Genius Act Paves Way For Bitcoin To Dominate Global Infrastructure

As the world shifts from a U.S.-dominated unipolar order to a multipolar landscape led by BRICS nations, the U.S. dollar faces unprecedented pressure from declining bond demand and rising debt costs. The Genius Act, passed in July 2025, signals a bold U.S. strategy to counter this by legalizing Treasury-backed stablecoins, unlocking billions in foreign demand for U.S. bonds.
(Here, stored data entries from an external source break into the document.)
//! FastEmbed encoder implementation.
//!
//! Runs sentence-embedding models locally through the fastembed library. The
//! default model is `all-MiniLM-L6-v2`, the model the reference corpus was
//! built with.

use super::{Encoder, EncoderError, EncoderResult};
use async_trait::async_trait;
use fastembed::{EmbeddingModel, TextEmbedding, TextInitOptions};
use std::path::PathBuf;
use std::sync::Arc;
use tokio::sync::Mutex;
use tracing::debug;

/// Model identity used when none is configured.
pub const DEFAULT_MODEL_NAME: &str = "all-MiniLM-L6-v2";

/// A fastembed model resolved from a configured model name.
#[derive(Debug, Clone)]
pub struct ModelSpec {
    /// Canonical short name, recorded in corpus manifests
    pub name: &'static str,

    /// The fastembed model variant
    pub model: EmbeddingModel,

    /// Vector dimension produced by the model
    pub dimension: usize,
}

/// Resolve a configured model name to a fastembed model.
///
/// Accepts the short name (`all-MiniLM-L6-v2`) or the hub name
/// (`sentence-transformers/all-MiniLM-L6-v2`), case-insensitively.
///
/// # Errors
/// Returns `EncoderError::ConfigError` for names with no known model.
pub fn resolve_model(name: &str) -> EncoderResult<ModelSpec> {
    let short = name.trim().rsplit('/').next().unwrap_or_default().to_ascii_lowercase();

    let (name, model, dimension) = match short.as_str() {
        "all-minilm-l6-v2" => ("all-MiniLM-L6-v2", EmbeddingModel::AllMiniLML6V2, 384),
        "all-minilm-l12-v2" => ("all-MiniLM-L12-v2", EmbeddingModel::AllMiniLML12V2, 384),
        "bge-small-en-v1.5" => ("bge-small-en-v1.5", EmbeddingModel::BGESmallENV15, 384),
        "bge-base-en-v1.5" => ("bge-base-en-v1.5", EmbeddingModel::BGEBaseENV15, 768),
        "bge-large-en-v1.5" => ("bge-large-en-v1.5", EmbeddingModel::BGELargeENV15, 1024),
        "nomic-embed-text-v1.5" => ("nomic-embed-text-v1.5", EmbeddingModel::NomicEmbedTextV15, 768),
        "paraphrase-multilingual-minilm-l12-v2" => (
            "paraphrase-multilingual-MiniLM-L12-v2",
            EmbeddingModel::ParaphraseMLMiniLML12V2,
            384,
        ),
        _ => {
            return Err(EncoderError::ConfigError(format!(
                "Unknown embedding model '{}'",
                name
            )))
        }
    };

    Ok(ModelSpec {
        name,
        model,
        dimension,
    })
}

/// Whether two configured names denote the same model.
///
/// Known names compare by their canonical form, so a hub name matches its
/// short name. Unknown names compare case-insensitively after stripping any
/// hub prefix.
pub fn same_model(a: &str, b: &str) -> bool {
    match (resolve_model(a), resolve_model(b)) {
        (Ok(a), Ok(b)) => a.name == b.name,
        _ => {
            let short = |name: &str| name.trim().rsplit('/').next().unwrap_or_default().to_ascii_lowercase();
            short(a) == short(b)
        }
    }
}

/// Local encoder backed by a fastembed `TextEmbedding` model.
#[derive(Clone)]
pub struct FastEmbedEncoder {
    /// The model instance (fastembed needs exclusive access per call)
    model: Arc<Mutex<TextEmbedding>>,

    /// Canonical model identity
    model_name: String,

    /// Expected dimension of the vectors
    embedding_dimension: usize,
}

impl FastEmbedEncoder {
    /// Load the named model, downloading it into `cache_dir` on first use.
    ///
    /// # Arguments
    /// * `model_name` - Short or hub name of the model (see [`resolve_model`])
    /// * `cache_dir` - Optional directory for the downloaded model files
    ///
    /// # Returns
    /// A new `FastEmbedEncoder` reporting the canonical model name
    ///
    /// # Errors
    /// Returns `EncoderError::ConfigError` if the name is unknown or the model
    /// cannot be initialized.
    pub fn new(model_name: &str, cache_dir: Option<PathBuf>) -> EncoderResult<Self> {
        let spec = resolve_model(model_name)?;

        let mut init_options = TextInitOptions::new(spec.model.clone());
        if let Some(dir) = cache_dir {
            debug!(cache_dir = %dir.display(), "Using fastembed cache directory");
            init_options = init_options.with_cache_dir(dir);
        }

        let text_embedding = TextEmbedding::try_new(init_options).map_err(|e| {
            EncoderError::ConfigError(format!("Failed to initialize FastEmbed model: {}", e))
        })?;

        Ok(Self {
            model: Arc::new(Mutex::new(text_embedding)),
            model_name: spec.name.to_string(),
            embedding_dimension: spec.dimension,
        })
    }
}

#[async_trait]
impl Encoder for FastEmbedEncoder {
    async fn encode(&self, text: &str) -> EncoderResult<Vec<f32>> {
        if text.trim().is_empty() {
            return Err(EncoderError::InvalidInput("Text cannot be empty".to_string()));
        }

        let mut model = self.model.lock().await;
        let embeddings = model
            .embed(vec![text.to_string()], None)
            .map_err(|e| EncoderError::BackendError(format!("Embedding generation failed: {}", e)))?;

        embeddings
            .into_iter()
            .next()
            .ok_or_else(|| EncoderError::Other("No embedding generated".to_string()))
    }

    async fn encode_batch(&self, texts: &[&str]) -> EncoderResult<Vec<Vec<f32>>> {
        if texts.is_empty() {
            return Ok(vec![]);
        }
        if texts.iter().any(|text| text.trim().is_empty()) {
            return Err(EncoderError::InvalidInput("All texts must be non-empty".to_string()));
        }

        let mut model = self.model.lock().await;
        let text_strings: Vec<String> = texts.iter().map(|&s| s.to_string()).collect();

        model
            .embed(text_strings, None)
            .map_err(|e| EncoderError::BackendError(format!("Batch embedding generation failed: {}", e)))
    }

    fn dimension(&self) -> usize {
        self.embedding_dimension
    }

    fn model_name(&self) -> &str {
        &self.model_name
    }
}

// TextEmbedding does not implement Debug
impl std::fmt::Debug for FastEmbedEncoder {
    fn fmt(&self, f: &mut std::fmt::Formatter<'_>) -> std::fmt::Result {
        f.debug_struct("FastEmbedEncoder")
            .field("model_name", &self.model_name)
            .field("embedding_dimension", &self.embedding_dimension)
            .finish()
    }
}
The blockchain hosting these stablecoins will shape the global economy for decades. Bitcoin, with its unmatched decentralization, Lightning Network privacy, and robust security, emerges as the superior choice to power this digital dollar revolution, ensuring low switching costs when fiat inevitably fades. This essay explores why the dollar must and will become digitized via blockchains and why Bitcoin must become its rails for the U.S. economy to have a soft landing from the highs of being a global empire. 

End of the Unipolar World

You might have heard that the world is transitioning from a unipolar world order — where the United States was the only superpower and could make or break markets and dominate conflicts across the globe — to a multipolar world, where a union of Eastern-allied countries can organize despite U.S. foreign policy. This eastern alliance is called BRICS and is made up of major countries like Brazil, Russia, China and India. The inevitable consequence of the rise of BRICS is the restructuring of geopolitics, posing a challenge to the hegemony of the U.S. dollar system.

There are many apparently isolated data points that signal this restructuring of the world order. Take, for example, the United States’ military alliance with a country like Saudi Arabia. The U.S. is no longer defending the petrodollar agreement, which saw Saudi oil sold only for dollars in exchange for military defense of the region. The petrodollar strategy was a major source of demand for the dollar and was considered pivotal to the strength of the U.S. economy since the ’70s, but has effectively ended in recent years — at least since the start of the Ukraine war, when Saudi Arabia began accepting currencies other than the dollar for oil-related trades.

The Weakening of the U.S. Bond Market

Another critical data point in the geopolitical change of the world order is the weakening of the U.S. bond market. Doubts about the long-term creditworthiness of the U.S. government are growing. Some have concerns about the country’s internal political instability, while others are skeptical that the current government structure can adapt to the rapidly changing, high-tech world and the rise of BRICS.

Elon Musk, reportedly the richest man in the world and arguably the most effective CEO in history, capable of running multiple seemingly impossible companies simultaneously — such as SpaceX, Tesla, The Boring Company and X.com — is one of these skeptics. Musk recently spent months with the Trump administration figuring out how to restructure the federal government and the country’s financial position via DOGE, the Department Of Government Efficiency, before an abrupt exit from politics in May.

Musk recently shocked the internet in an All-In Summit appearance where he commented on his experience on the matter, saying, “I haven’t been to DC since May. The government is basically unfixable. I applaud David (Sacks’) noble efforts… but at the end of the day, if you look at our national debt.. .if AI and robots don’t solve our national debt, we’re toast.”